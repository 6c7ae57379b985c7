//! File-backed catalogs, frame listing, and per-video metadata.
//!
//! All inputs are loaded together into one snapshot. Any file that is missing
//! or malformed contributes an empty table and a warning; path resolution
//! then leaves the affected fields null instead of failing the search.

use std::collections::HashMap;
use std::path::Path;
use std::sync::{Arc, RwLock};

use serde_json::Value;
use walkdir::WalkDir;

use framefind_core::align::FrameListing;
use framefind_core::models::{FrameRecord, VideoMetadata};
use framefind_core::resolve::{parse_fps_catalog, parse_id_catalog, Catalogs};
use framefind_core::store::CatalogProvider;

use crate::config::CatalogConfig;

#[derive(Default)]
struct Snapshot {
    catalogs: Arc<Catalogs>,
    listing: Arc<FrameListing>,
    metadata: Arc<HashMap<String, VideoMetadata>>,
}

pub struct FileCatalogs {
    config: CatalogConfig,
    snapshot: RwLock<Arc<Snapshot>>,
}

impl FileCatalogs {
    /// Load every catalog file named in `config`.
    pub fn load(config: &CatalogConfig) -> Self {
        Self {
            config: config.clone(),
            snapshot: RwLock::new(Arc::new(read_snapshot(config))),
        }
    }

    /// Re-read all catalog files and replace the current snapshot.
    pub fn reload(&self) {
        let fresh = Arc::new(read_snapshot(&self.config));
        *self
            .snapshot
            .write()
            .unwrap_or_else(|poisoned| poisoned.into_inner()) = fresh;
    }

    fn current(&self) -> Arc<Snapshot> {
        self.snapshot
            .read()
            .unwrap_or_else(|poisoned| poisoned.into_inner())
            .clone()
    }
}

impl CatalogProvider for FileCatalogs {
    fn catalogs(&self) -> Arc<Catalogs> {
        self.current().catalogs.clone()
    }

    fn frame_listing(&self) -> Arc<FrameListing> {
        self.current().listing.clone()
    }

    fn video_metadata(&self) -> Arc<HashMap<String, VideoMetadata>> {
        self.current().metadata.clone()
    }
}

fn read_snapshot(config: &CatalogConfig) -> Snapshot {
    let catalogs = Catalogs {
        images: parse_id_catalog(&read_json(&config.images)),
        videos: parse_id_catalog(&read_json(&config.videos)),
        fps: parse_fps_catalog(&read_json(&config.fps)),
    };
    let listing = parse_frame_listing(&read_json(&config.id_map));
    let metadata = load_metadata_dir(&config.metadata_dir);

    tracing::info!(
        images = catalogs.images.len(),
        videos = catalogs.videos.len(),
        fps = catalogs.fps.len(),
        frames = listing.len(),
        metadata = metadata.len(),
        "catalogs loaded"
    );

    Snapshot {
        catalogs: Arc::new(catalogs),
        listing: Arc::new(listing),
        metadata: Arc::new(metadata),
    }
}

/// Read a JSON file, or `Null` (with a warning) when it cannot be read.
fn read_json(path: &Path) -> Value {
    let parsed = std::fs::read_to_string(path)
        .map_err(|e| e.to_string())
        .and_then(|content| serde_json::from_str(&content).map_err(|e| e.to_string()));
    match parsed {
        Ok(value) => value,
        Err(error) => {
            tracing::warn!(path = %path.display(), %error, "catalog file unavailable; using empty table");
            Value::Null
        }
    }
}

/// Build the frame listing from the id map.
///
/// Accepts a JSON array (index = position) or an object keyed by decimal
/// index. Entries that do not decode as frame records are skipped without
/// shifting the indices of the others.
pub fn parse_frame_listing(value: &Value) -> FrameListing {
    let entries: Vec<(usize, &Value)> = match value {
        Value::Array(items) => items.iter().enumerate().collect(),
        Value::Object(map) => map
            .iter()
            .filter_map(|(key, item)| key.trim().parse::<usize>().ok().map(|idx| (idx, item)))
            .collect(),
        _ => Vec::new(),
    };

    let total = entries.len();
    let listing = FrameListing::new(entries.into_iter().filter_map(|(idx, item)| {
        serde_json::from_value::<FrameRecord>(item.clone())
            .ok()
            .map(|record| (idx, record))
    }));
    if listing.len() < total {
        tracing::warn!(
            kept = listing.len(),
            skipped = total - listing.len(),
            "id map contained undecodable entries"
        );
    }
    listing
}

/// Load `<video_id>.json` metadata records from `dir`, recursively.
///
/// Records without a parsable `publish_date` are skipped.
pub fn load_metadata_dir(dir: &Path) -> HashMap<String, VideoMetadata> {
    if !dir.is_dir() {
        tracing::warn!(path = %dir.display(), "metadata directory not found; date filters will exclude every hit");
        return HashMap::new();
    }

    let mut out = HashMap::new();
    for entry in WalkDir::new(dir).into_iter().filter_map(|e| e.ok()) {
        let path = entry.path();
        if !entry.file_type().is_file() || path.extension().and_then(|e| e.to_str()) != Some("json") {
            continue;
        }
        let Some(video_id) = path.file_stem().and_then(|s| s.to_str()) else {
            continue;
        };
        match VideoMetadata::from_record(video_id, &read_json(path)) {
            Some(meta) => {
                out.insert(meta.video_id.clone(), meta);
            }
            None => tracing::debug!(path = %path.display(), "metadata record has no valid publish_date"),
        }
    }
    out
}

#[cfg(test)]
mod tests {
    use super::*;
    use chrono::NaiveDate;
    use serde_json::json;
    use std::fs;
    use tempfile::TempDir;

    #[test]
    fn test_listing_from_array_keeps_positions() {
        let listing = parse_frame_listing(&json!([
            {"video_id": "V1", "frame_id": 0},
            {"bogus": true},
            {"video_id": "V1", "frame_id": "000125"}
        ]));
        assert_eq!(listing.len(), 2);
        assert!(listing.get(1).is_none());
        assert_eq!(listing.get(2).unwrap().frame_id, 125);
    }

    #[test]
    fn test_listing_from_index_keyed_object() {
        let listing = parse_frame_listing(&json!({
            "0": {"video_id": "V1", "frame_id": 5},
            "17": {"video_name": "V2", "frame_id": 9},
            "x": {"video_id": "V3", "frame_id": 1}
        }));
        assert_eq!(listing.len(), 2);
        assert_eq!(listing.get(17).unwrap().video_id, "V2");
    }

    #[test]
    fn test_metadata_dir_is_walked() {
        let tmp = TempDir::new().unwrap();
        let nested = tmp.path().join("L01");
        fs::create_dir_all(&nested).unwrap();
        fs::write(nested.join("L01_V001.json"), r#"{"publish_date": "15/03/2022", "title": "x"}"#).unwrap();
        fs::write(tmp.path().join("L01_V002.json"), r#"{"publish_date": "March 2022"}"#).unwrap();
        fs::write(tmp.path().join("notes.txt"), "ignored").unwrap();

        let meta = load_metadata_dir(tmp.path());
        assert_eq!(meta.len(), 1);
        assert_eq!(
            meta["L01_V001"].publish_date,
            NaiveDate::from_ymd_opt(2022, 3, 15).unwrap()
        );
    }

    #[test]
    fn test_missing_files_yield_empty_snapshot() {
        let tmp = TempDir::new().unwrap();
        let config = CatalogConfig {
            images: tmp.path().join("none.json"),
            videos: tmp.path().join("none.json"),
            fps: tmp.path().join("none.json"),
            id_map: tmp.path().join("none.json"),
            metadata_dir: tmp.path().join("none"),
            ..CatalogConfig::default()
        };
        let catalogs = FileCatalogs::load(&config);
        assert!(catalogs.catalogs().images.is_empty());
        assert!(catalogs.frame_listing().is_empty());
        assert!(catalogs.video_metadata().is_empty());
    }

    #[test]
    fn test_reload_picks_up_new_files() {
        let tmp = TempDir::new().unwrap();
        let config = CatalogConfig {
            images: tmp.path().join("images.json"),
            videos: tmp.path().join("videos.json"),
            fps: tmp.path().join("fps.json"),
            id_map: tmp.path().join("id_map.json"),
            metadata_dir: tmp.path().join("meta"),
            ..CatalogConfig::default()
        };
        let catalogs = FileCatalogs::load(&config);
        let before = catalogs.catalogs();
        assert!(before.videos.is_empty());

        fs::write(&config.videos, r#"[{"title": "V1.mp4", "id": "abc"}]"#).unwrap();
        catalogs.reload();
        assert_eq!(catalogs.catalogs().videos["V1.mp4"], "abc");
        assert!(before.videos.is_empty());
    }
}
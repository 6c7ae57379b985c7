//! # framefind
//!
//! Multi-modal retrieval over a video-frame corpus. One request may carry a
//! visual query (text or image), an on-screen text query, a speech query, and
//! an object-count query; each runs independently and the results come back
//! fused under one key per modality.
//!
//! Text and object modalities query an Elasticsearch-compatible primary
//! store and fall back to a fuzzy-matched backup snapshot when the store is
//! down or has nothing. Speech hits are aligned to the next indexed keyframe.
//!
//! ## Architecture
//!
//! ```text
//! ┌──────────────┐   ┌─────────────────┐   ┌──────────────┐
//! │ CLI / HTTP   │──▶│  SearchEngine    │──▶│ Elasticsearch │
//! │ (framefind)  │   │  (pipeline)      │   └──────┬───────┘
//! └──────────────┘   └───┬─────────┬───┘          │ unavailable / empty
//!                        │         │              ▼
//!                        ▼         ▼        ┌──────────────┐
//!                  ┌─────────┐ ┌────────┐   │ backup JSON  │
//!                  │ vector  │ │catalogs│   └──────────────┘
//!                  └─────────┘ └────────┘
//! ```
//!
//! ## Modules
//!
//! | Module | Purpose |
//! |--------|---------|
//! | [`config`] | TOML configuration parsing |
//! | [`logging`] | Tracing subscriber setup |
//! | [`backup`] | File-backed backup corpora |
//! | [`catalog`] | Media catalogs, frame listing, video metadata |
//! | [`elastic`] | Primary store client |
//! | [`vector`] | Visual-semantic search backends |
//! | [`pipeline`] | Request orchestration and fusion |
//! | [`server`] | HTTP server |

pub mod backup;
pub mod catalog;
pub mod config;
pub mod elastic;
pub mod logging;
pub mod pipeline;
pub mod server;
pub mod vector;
==
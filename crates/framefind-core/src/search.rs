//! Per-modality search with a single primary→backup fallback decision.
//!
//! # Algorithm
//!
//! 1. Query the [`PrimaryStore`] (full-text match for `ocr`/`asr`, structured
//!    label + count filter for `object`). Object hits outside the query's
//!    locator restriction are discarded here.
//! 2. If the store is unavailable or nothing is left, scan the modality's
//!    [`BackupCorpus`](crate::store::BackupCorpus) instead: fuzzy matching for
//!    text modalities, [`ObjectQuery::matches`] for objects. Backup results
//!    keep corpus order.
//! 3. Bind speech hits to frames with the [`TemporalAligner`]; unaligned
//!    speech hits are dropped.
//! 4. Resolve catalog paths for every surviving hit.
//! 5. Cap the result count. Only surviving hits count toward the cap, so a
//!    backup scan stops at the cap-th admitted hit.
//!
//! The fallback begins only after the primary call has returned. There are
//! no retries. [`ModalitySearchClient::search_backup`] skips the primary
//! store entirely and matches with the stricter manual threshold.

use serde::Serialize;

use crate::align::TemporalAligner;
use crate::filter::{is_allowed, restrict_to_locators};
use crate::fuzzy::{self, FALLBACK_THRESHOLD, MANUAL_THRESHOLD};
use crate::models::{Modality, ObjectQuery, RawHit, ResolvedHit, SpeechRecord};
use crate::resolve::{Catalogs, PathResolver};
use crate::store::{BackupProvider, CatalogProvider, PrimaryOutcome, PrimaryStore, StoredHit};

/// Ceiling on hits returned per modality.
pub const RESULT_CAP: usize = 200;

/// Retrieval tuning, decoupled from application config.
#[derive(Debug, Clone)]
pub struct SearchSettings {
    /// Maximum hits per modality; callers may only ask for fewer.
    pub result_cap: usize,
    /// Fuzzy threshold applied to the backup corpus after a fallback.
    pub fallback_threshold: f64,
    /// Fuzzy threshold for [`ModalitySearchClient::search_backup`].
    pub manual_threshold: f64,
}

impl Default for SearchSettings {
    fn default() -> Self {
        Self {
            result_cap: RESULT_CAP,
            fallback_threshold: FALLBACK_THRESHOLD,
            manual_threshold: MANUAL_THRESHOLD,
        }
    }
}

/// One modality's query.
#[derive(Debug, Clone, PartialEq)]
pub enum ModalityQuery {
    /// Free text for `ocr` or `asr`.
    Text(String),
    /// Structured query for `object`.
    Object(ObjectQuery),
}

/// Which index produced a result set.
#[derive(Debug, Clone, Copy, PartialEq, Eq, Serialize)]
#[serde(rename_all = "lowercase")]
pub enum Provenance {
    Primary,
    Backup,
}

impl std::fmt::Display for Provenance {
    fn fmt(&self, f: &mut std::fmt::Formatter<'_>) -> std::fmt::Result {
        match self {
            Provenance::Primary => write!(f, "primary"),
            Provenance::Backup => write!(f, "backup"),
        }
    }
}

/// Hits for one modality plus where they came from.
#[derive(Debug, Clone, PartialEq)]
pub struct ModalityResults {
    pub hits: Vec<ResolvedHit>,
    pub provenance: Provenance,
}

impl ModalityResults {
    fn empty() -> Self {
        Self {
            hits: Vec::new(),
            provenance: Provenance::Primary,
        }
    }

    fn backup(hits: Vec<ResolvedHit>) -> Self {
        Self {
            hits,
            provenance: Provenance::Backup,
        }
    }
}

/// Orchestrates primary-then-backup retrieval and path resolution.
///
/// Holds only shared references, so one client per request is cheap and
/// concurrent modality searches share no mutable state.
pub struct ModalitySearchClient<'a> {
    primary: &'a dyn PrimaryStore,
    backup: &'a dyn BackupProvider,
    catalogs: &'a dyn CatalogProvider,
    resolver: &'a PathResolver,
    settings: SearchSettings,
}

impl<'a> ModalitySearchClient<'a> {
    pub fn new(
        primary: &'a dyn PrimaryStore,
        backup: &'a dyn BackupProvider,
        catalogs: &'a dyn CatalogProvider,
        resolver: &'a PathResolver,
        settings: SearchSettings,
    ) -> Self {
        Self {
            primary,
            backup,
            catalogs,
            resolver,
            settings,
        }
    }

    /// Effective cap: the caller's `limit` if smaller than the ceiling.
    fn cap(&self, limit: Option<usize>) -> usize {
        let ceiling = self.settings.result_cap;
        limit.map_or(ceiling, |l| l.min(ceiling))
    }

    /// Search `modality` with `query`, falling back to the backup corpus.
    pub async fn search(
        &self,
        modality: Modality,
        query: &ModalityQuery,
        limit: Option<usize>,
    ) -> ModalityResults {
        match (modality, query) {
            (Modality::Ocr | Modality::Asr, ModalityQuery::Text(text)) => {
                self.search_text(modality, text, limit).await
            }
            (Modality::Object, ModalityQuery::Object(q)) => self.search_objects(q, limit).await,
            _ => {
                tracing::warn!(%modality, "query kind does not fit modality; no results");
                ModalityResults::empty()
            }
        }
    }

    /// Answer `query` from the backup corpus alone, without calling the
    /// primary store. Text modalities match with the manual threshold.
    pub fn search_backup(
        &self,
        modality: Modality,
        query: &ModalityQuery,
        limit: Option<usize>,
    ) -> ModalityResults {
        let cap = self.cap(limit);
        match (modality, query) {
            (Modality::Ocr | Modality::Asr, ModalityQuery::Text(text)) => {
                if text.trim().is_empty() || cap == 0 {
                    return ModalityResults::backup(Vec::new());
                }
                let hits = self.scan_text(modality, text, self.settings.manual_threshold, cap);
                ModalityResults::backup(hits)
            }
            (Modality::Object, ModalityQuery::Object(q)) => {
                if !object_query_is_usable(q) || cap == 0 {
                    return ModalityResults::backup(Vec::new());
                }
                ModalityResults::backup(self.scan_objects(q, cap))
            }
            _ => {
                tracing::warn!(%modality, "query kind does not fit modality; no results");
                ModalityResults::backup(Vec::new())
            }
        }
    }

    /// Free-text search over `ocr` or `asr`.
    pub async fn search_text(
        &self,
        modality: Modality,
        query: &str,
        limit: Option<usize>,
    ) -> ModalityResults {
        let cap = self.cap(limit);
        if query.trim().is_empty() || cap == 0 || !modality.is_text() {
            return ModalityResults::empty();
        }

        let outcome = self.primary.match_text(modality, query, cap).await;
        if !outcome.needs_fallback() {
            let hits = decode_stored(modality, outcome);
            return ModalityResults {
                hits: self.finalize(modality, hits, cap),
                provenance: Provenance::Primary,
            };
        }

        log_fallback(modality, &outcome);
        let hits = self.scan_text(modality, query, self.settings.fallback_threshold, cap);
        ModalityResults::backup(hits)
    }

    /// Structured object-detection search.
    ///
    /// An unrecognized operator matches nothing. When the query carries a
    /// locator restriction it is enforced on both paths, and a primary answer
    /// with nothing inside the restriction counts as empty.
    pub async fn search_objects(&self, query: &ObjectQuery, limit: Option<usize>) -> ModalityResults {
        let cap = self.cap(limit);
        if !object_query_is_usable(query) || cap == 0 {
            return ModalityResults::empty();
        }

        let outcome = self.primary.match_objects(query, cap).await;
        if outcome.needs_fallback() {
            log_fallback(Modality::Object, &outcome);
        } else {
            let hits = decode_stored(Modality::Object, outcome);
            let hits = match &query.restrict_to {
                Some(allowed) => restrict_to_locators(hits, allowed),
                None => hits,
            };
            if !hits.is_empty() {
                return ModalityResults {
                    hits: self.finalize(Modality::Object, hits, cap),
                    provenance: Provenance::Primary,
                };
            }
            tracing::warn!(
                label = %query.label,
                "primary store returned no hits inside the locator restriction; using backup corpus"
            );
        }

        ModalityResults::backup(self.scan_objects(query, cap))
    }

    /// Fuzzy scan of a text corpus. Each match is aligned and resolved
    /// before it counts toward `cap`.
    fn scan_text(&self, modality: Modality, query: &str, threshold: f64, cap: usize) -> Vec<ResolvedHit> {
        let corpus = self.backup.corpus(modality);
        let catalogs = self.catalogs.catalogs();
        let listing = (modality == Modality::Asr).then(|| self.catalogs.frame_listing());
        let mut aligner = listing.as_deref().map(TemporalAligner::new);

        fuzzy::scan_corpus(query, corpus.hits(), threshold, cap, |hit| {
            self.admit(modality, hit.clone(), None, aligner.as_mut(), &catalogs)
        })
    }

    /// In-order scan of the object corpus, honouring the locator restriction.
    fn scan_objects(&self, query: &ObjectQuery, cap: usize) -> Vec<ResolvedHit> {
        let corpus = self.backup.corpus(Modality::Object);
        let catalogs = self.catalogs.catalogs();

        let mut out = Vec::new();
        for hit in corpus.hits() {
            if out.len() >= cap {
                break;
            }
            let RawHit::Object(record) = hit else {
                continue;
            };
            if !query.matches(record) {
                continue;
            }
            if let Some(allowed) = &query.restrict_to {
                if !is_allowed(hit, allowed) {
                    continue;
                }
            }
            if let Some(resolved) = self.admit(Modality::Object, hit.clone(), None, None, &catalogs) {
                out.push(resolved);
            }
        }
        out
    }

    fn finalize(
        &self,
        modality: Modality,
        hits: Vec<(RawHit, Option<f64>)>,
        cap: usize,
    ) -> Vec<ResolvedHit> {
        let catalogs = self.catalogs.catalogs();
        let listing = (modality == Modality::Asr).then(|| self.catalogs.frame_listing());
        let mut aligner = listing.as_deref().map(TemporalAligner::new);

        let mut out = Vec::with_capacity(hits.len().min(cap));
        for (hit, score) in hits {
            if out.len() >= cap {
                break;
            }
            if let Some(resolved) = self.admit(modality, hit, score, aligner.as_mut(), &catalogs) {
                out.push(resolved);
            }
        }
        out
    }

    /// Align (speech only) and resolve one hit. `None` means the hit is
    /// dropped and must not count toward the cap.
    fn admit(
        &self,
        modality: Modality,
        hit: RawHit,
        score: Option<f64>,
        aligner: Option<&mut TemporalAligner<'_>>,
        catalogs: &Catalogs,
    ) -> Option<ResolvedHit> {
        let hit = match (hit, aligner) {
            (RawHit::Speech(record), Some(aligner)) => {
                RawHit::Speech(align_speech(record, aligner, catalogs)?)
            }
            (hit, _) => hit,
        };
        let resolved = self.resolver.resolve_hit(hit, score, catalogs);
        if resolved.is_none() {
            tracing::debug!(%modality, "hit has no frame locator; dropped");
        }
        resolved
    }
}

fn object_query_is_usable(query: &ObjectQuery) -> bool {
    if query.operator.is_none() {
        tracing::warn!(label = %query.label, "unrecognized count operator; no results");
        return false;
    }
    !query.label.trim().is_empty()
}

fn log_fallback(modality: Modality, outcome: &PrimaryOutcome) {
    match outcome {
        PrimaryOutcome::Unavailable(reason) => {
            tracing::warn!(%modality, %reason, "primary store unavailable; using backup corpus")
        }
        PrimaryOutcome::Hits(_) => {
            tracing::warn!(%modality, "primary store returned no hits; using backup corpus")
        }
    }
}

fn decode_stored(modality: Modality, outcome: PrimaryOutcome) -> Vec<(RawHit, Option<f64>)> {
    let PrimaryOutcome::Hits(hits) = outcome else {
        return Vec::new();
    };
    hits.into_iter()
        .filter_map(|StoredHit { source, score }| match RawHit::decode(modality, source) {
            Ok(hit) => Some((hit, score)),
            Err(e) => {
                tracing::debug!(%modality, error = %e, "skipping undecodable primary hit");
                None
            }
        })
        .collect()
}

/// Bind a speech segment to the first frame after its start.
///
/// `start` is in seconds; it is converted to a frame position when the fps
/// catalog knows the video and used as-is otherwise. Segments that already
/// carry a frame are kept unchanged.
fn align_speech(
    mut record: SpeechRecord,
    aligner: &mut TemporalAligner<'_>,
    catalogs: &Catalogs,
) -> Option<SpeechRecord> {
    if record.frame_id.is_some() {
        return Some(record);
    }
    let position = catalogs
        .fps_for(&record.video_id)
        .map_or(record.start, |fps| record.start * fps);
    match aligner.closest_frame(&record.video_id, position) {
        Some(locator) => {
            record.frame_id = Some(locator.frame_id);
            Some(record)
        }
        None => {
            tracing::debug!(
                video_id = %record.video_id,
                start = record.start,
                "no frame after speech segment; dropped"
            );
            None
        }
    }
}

__Instructions to follow__. In the entries above, restate word for word the lines between the one holding "may carry a" and the one holding "and fusion |", inclusive, and nothing besides.

__Task response__.
//! Multi-modal retrieval over a video-frame corpus. One request may carry a
//! visual query (text or image), an on-screen text query, a speech query, and
//! an object-count query; each runs independently and the results come back
//! fused under one key per modality.
//!
//! Text and object modalities query an Elasticsearch-compatible primary
//! store and fall back to a fuzzy-matched backup snapshot when the store is
//! down or has nothing. Speech hits are aligned to the next indexed keyframe.
//!
//! ## Architecture
//!
//! ```text
//! ┌──────────────┐   ┌─────────────────┐   ┌──────────────┐
//! │ CLI / HTTP   │──▶│  SearchEngine    │──▶│ Elasticsearch │
//! │ (framefind)  │   │  (pipeline)      │   └──────┬───────┘
//! └──────────────┘   └───┬─────────┬───┘          │ unavailable / empty
//!                        │         │              ▼
//!                        ▼         ▼        ┌──────────────┐
//!                  ┌─────────┐ ┌────────┐   │ backup JSON  │
//!                  │ vector  │ │catalogs│   └──────────────┘
//!                  └─────────┘ └────────┘
//! ```
//!
//! ## Modules
//!
//! | Module | Purpose |
//! |--------|---------|
//! | [`config`] | TOML configuration parsing |
//! | [`logging`] | Tracing subscriber setup |
//! | [`backup`] | File-backed backup corpora |
//! | [`catalog`] | Media catalogs, frame listing, video metadata |
//! | [`elastic`] | Primary store client |
//! | [`vector`] | Visual-semantic search backends |
//! | [`pipeline`] | Request orchestration and fusion |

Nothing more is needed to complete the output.